Exercise description: In the data below, which lines hold the word "reason"? Copy them.

= = = =

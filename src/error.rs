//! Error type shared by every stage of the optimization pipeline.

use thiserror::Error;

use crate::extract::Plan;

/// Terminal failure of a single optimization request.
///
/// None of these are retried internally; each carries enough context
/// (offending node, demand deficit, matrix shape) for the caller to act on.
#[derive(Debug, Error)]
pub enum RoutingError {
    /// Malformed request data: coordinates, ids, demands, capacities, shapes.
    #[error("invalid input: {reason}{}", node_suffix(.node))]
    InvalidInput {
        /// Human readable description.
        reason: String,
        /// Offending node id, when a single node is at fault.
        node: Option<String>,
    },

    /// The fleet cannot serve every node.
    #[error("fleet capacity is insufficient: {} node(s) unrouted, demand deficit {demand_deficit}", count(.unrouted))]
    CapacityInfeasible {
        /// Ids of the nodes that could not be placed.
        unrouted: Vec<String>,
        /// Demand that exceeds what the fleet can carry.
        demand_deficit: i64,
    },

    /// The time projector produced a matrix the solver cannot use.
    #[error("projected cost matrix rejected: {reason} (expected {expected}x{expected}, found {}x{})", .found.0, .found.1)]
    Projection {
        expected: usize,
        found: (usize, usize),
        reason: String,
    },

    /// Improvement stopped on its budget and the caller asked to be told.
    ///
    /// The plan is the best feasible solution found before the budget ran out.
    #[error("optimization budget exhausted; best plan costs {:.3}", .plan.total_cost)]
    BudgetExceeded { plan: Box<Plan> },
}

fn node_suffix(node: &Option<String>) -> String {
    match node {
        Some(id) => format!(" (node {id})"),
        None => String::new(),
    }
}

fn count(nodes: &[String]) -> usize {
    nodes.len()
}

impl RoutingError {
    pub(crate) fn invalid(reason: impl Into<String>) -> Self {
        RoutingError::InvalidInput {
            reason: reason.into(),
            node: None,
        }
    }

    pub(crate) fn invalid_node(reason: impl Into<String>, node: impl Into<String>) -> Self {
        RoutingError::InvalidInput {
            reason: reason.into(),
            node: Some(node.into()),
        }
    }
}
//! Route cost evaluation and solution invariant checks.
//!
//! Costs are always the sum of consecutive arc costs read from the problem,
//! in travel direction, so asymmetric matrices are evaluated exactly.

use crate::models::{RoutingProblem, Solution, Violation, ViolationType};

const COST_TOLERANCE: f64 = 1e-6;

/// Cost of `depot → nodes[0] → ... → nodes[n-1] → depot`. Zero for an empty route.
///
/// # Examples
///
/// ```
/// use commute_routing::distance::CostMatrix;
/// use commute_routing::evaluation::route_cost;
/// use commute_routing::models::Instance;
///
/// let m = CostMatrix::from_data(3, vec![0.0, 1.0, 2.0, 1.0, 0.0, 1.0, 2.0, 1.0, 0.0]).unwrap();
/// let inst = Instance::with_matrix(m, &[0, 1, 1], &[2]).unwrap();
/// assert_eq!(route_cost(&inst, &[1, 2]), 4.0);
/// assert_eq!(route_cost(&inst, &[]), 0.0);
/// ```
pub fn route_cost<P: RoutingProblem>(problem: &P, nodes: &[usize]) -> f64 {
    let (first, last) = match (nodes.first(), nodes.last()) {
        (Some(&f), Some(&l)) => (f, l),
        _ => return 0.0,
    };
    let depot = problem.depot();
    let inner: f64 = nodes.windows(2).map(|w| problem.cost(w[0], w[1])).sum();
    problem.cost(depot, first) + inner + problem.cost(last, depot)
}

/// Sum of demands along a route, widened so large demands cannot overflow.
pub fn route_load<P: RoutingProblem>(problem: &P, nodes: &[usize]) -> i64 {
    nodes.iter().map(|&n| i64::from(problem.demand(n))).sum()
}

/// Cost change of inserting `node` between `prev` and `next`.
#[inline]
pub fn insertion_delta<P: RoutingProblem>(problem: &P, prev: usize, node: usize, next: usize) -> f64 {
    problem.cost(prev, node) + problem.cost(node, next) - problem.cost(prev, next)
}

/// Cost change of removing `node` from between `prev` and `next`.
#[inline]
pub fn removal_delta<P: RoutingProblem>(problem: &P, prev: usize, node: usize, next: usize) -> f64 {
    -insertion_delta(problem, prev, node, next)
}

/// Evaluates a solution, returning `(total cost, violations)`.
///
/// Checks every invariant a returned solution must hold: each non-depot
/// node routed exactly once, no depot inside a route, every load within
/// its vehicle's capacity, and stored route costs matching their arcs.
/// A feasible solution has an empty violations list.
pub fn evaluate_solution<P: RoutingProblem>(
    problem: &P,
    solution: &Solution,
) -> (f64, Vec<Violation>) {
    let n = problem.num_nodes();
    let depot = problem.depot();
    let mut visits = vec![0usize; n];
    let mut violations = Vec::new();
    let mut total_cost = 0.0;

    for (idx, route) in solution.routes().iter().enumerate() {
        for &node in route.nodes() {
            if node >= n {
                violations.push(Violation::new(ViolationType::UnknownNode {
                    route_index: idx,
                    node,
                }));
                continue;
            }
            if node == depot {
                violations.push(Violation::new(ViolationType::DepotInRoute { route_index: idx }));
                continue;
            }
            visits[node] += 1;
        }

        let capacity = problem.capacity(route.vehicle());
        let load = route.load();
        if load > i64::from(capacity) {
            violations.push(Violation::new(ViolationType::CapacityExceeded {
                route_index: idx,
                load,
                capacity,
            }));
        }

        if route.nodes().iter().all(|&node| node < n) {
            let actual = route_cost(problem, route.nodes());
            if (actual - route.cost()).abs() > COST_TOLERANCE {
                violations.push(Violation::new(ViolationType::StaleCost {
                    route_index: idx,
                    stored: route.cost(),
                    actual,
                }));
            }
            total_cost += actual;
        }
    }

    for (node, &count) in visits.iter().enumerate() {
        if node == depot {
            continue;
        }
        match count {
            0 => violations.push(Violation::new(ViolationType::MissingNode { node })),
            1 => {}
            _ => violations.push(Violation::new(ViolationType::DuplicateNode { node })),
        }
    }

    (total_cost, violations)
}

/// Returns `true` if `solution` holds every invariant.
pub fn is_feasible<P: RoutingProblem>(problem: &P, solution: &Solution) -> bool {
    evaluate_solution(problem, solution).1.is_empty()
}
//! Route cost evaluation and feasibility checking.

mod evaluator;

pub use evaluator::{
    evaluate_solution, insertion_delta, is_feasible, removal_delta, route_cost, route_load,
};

= = = =

Exercise result:
    #[error("invalid input: {reason}{}", node_suffix(.node))]
        reason: String,
    #[error("projected cost matrix rejected: {reason} (expected {expected}x{expected}, found {}x{})", .found.0, .found.1)]
        reason: String,
    pub(crate) fn invalid(reason: impl Into<String>) -> Self {
            reason: reason.into(),
    pub(crate) fn invalid_node(reason: impl Into<String>, node: impl Into<String>) -> Self {
            reason: reason.into(),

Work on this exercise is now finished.